- DIRECTIONS FOR THIS TASK: Type out the entries again, keeping every word unchanged.
· · · ·
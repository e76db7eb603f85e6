// Public API exports
pub mod adapters;
pub mod application;
pub mod domain;
pub mod ports;
pub mod telemetry;

// Re-export key types for easy access
pub use application::submission_service::{SubmissionError, SubmissionService};
pub use domain::*;
pub use ports::row_appender::{RowAppender, RowAppenderError};
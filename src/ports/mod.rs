pub mod row_appender;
· · · ·
- WRITTEN SOLUTION:
repository e76db7eb603f85e6
// Public API exports
pub mod adapters;
pub mod application;
pub mod domain;
pub mod ports;
pub mod telemetry;

// Re-export key types for easy access
pub use application::submission_service::{SubmissionError, SubmissionService};
pub use domain::*;
pub use ports::row_appender::{RowAppender, RowAppenderError};
filename src/ports/mod.rs
pub mod row_appender;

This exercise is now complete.